Mutual fund advertisements are turning up outside of their usual venues in The Wall Street Journal, Forbes, Fortune and other publications largely catering to individual investors.
Dreyfus of New York, for instance, is running print ads in Vanity Fair, Fidelity Investments of Boston is trying to lure shareholders amongst the photo-studded pages of A&E cable's Biography magazine and Morgan Stanley Dean Witter of New York is running broadcast ads on the "Martha Stewart Living" syndicated show.
Mutual funds expanded into an unprecedented array of print media in 1999 including Garden Design, Boating, McCall's, Shape Magazine, and Wired, said Lynne Fava, marketing associate of Competitive Media Reporting, a media tracking firm, of New York.
Although mutual fund companies' budgets in these magazines are miniscule compared to the $20 million they collectively spend in Money magazine or the $4 million to $5 million they spend in other such magazines, fund companies began in 1998 and 1999 to spend a small portion of their advetising budgets on mainstream media, Fava said.
Boating magazine received $20,000 worth of advertising insertions from mutual fund companies in the first three quarters of 1999, while Shape magazine received $80,000 worth of such ads for the same period, Fava said.
"Mutual fund firms have come out with more daring, interesting campaigns than ever before," said Martha Brown, communications director for the American Association of Advertising Agencies in New York. "They are placing advertisements in non-traditional, prime-time and high-end consumer publications to reach the demographics of who they feel they should reach.
"More so than the creative [content], the decisions of the media planners in where they are willing to place their messages" is showing increasing creativity on the part of mutual fund advertisers, Brown said.
"It's definitely a new trend," said Robert Powell, managing director of Dalbar, a mutual fund research and consulting firm in Boston. "You've got SunAmerica in Grand Central Station and Yankee Stadium, T. Rowe Price in Advertising Age and Brand Week, and American Express in Black Enterprise. There are all sorts of companies trying to break through the clutter.

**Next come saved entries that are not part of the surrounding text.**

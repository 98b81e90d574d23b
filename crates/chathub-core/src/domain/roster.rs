//! The roster: who is logged in right now.
//!
//! A [`Roster`] is an ordered list of usernames in login order.  It has a
//! single owner (the hub's coordination loop); every other component only
//! ever sees a [`Roster::snapshot`] copied into an event.
//!
//! # Duplicates
//!
//! Two sessions may log in under the same name and both entries are kept.
//! Removal drops the *first* matching entry, so one logout never removes
//! both.

/// Ordered, duplicate-tolerant list of logged-in usernames.
#[derive(Debug, Clone, Default, PartialEq, Eq)]
pub struct Roster {
    users: Vec<String>,
}

impl Roster {
    /// Creates an empty roster.
    pub fn new() -> Self {
        Self::default()
    }

    /// Appends `user` at the end.  Duplicates are not rejected.
    pub fn add(&mut self, user: impl Into<String>) {
        self.users.push(user.into());
    }

    /// Removes the first entry equal to `user`.
    ///
    /// Returns `true` if an entry was removed.  An absent user leaves the
    /// roster unchanged.
    pub fn remove(&mut self, user: &str) -> bool {
        match self.users.iter().position(|u| u == user) {
            Some(index) => {
                self.users.remove(index);
                true
            }
            None => false,
        }
    }

    /// Returns an owned copy of the current entries, in login order.
    pub fn snapshot(&self) -> Vec<String> {
        self.users.clone()
    }

    pub fn contains(&self, user: &str) -> bool {
        self.users.iter().any(|u| u == user)
    }

    pub fn len(&self) -> usize {
        self.users.len()
    }

    pub fn is_empty(&self) -> bool {
        self.users.is_empty()
    }

    /// Iterates over the entries in login order.
    pub fn iter(&self) -> impl Iterator<Item = &str> {
        self.users.iter().map(String::as_str)
    }
}

impl<S: Into<String>> FromIterator<S> for Roster {
    fn from_iter<I: IntoIterator<Item = S>>(iter: I) -> Self {
        Self {
            users: iter.into_iter().map(Into::into).collect(),
        }
    }
}

// ── Tests ─────────────────────────────────────────────────────────────────────

#[cfg(test)]
mod tests {
    use super::*;

    #[test]
    fn test_roster_starts_empty() {
        let roster = Roster::new();
        assert!(roster.is_empty());
        assert_eq!(roster.snapshot(), Vec::<String>::new());
    }

    #[test]
    fn test_add_appends_in_login_order() {
        let mut roster = Roster::new();
        roster.add("alice");
        roster.add("bob");
        assert_eq!(roster.snapshot(), vec!["alice", "bob"]);
    }

    #[test]
    fn test_add_keeps_duplicates() {
        let mut roster = Roster::new();
        roster.add("alice");
        roster.add("alice");
        assert_eq!(roster.len(), 2);
    }

    #[test]
    fn test_remove_only_entry_yields_empty() {
        // Arrange
        let mut roster: Roster = ["a"].into_iter().collect();

        // Act
        let removed = roster.remove("a");

        // Assert
        assert!(removed);
        assert!(roster.is_empty());
    }

    #[test]
    fn test_remove_first_of_two() {
        let mut roster: Roster = ["a", "b"].into_iter().collect();
        roster.remove("a");
        assert_eq!(roster.snapshot(), vec!["b"]);
    }

    #[test]
    fn test_remove_absent_user_is_unchanged() {
        let mut roster: Roster = ["a"].into_iter().collect();
        let removed = roster.remove("z");
        assert!(!removed);
        assert_eq!(roster.snapshot(), vec!["a"]);
    }

    #[test]
    fn test_remove_from_empty_is_noop() {
        let mut roster = Roster::new();
        assert!(!roster.remove("a"));
        assert!(roster.is_empty());
    }

    #[test]
    fn test_remove_drops_first_duplicate_only() {
        let mut roster: Roster = ["a", "b", "a"].into_iter().collect();
        roster.remove("a");
        assert_eq!(roster.snapshot(), vec!["b", "a"]);
    }

    #[test]
    fn test_remove_last_entry_keeps_prefix() {
        let mut roster: Roster = ["a", "b", "c"].into_iter().collect();
        roster.remove("c");
        assert_eq!(roster.snapshot(), vec!["a", "b"]);
    }

    #[test]
    fn test_add_then_remove_restores_previous_roster() {
        let mut roster: Roster = ["x", "y"].into_iter().collect();
        let before = roster.clone();
        roster.add("alice");
        roster.remove("alice");
        assert_eq!(roster, before);
    }

    #[test]
    fn test_snapshot_is_detached_copy() {
        let mut roster = Roster::new();
        roster.add("alice");
        let snapshot = roster.snapshot();
        roster.add("bob");
        assert_eq!(snapshot, vec!["alice"]);
    }

    #[test]
    fn test_contains() {
        let roster: Roster = ["alice"].into_iter().collect();
        assert!(roster.contains("alice"));
        assert!(!roster.contains("bob"));
    }
}
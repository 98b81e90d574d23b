//! What the hub does when a session's mailbox is full.
//!
//! A broadcast is attempted on every live session before the next one
//! starts.  If one client stops reading, its mailbox fills up and the hub
//! must choose between that client and everybody else.  [`BackpressurePolicy`]
//! makes that choice an explicit setting instead of a hidden behaviour.
//!
//! | Policy        | Mailbox full                         | Cost to other sessions |
//! |---------------|--------------------------------------|------------------------|
//! | `Disconnect`  | session removed, mailbox closed      | none                   |
//! | `DropMessage` | this event skipped for that session  | none                   |
//! | `Block`       | hub waits for space                  | all delivery stalls    |
//!
//! Whatever the policy, a mailbox whose reader has already gone away (the
//! session's outbound loop hit a write fault) is treated as dead and the
//! session is removed.

use serde::{Deserialize, Serialize};

/// Delivery strategy applied per session during a broadcast.
#[derive(Debug, Clone, Copy, Default, PartialEq, Eq, Serialize, Deserialize)]
#[serde(rename_all = "snake_case")]
pub enum BackpressurePolicy {
    /// Drop the slow session entirely.  Default.
    #[default]
    Disconnect,
    /// Keep the session but skip the event it has no room for.
    DropMessage,
    /// Wait until the session has room.  One stalled reader stalls the hub.
    Block,
}

impl std::str::FromStr for BackpressurePolicy {
    type Err = String;

    fn from_str(s: &str) -> Result<Self, Self::Err> {
        match s.to_ascii_lowercase().replace('-', "_").as_str() {
            "disconnect" => Ok(BackpressurePolicy::Disconnect),
            "drop_message" => Ok(BackpressurePolicy::DropMessage),
            "block" => Ok(BackpressurePolicy::Block),
            other => Err(format!(
                "unknown backpressure policy '{other}' (expected disconnect, drop-message or block)"
            )),
        }
    }
}

impl std::fmt::Display for BackpressurePolicy {
    fn fmt(&self, f: &mut std::fmt::Formatter<'_>) -> std::fmt::Result {
        let name = match self {
            BackpressurePolicy::Disconnect => "disconnect",
            BackpressurePolicy::DropMessage => "drop-message",
            BackpressurePolicy::Block => "block",
        };
        f.write_str(name)
    }
}

#[cfg(test)]
mod tests {
    use super::*;

    #[test]
    fn test_default_policy_is_disconnect() {
        assert_eq!(BackpressurePolicy::default(), BackpressurePolicy::Disconnect);
    }

    #[test]
    fn test_parse_accepts_dash_and_underscore() {
        assert_eq!(
            "drop-message".parse::<BackpressurePolicy>(),
            Ok(BackpressurePolicy::DropMessage)
        );
        assert_eq!(
            "drop_message".parse::<BackpressurePolicy>(),
            Ok(BackpressurePolicy::DropMessage)
        );
        assert_eq!("Block".parse::<BackpressurePolicy>(), Ok(BackpressurePolicy::Block));
    }

    #[test]
    fn test_parse_rejects_unknown() {
        assert!("retry".parse::<BackpressurePolicy>().is_err());
    }

    #[test]
    fn test_display_parses_back() {
        for policy in [
            BackpressurePolicy::Disconnect,
            BackpressurePolicy::DropMessage,
            BackpressurePolicy::Block,
        ] {
            assert_eq!(policy.to_string().parse::<BackpressurePolicy>(), Ok(policy));
        }
    }
}
//! Domain entities for ChatHub.
//!
//! This module contains pure state with no infrastructure dependencies: no
//! sockets, no async runtime, no serialization formats.  Everything here can
//! be unit-tested in isolation.

/// Ordered list of logged-in usernames.
pub mod roster;

/// Identity of one client connection.
pub mod session_id;
//! Peer channel ports.
//!
//! A session needs exactly three things from its transport: receive the next
//! message, send a message, and close.  These traits describe that contract
//! so the session logic never touches WebSocket types directly.
//!
//! The two halves are separate traits because a session reads and writes on
//! different tasks: the inbound loop owns the [`PeerReader`], the outbound
//! loop owns the [`PeerWriter`].
//!
//! The production implementation lives in
//! `infrastructure::ws_peer`; tests implement the traits over in-memory
//! channels.

use async_trait::async_trait;
use thiserror::Error;

/// Errors surfaced by a peer transport.
#[derive(Debug, Error)]
pub enum PeerError {
    /// The underlying transport failed (socket reset, protocol violation, ...).
    #[error("transport error: {0}")]
    Transport(#[source] Box<dyn std::error::Error + Send + Sync>),

    /// The peer is already closed; nothing more can be written.
    #[error("peer connection closed")]
    Closed,

    /// A text payload was requested but the bytes are not valid UTF-8.
    #[error("payload is not valid UTF-8 text")]
    NotText,
}

/// Receiving half of a duplex message channel with one peer.
#[async_trait]
pub trait PeerReader: Send {
    /// Waits for the next complete message from the peer.
    ///
    /// Returns `None` once the peer has closed the connection cleanly, and
    /// `Some(Err(_))` on a read fault.  Transport-level control traffic
    /// (pings, pongs) is handled internally and never surfaces here.
    async fn recv(&mut self) -> Option<Result<Vec<u8>, PeerError>>;
}

/// Sending half of a duplex message channel with one peer.
#[async_trait]
pub trait PeerWriter: Send + 'static {
    /// Writes one complete message to the peer.
    async fn send(&mut self, payload: &[u8]) -> Result<(), PeerError>;

    /// Closes the connection.  Errors are swallowed: the peer is going away
    /// either way.
    async fn close(&mut self);
}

"Just because you are a mutual fund investor, doesn't mean you don't have other interests," he said.
Mutual fund companies "have been looking for the Holy Grail" of where to find the next new investor, he said. "If, for instance, they were to find out 50 percent of all fund investors are cat lovers, it would make sense for them to reach them using Cat Lovers magazine, and they will continue to have that advantage until [a competitor] realizes that advantage."
A Dreyfus spokesperson confirmed that the firm had never before advertised outside of the business press, prior to its current Vanity Fair run.
"We wanted to stand out," the spokesperson said.
Fidelity did not return calls seeking comment on its advertising in general-interest publications, and a Morgan Stanley spokesperson declined comment on the firm's non-traditional advertising.
Many mutual fund and other financial service companies have been running print and broadcast ads at sporting events, such as golf, tennis, football and even the Super Bowl. Charles Schwab & Co. of San Francisco launched a campaign late last fall including sports stars making fun of their advantage over their teammates when it comes to their investment knowledge.
One Schwab commercial had U.S. tennis pro Mary Joe Fernandez trying to understand Russian tennis pro Anna Kournikova. The twist was that Kournikova was not speaking Russian, but about Schwab investments.
Another spot included Denver Broncos tight end Shannon Sharpe, known for taunting other players on the field, yelling, "Your mother pays full commission! You can't even spell Dow Jones!"
"You will see more and more of it," Powell said. "Large financial firms will look to cross-sell funds [and other products]. And at some point you will see them going to even odder places - anywhere there is good demographics."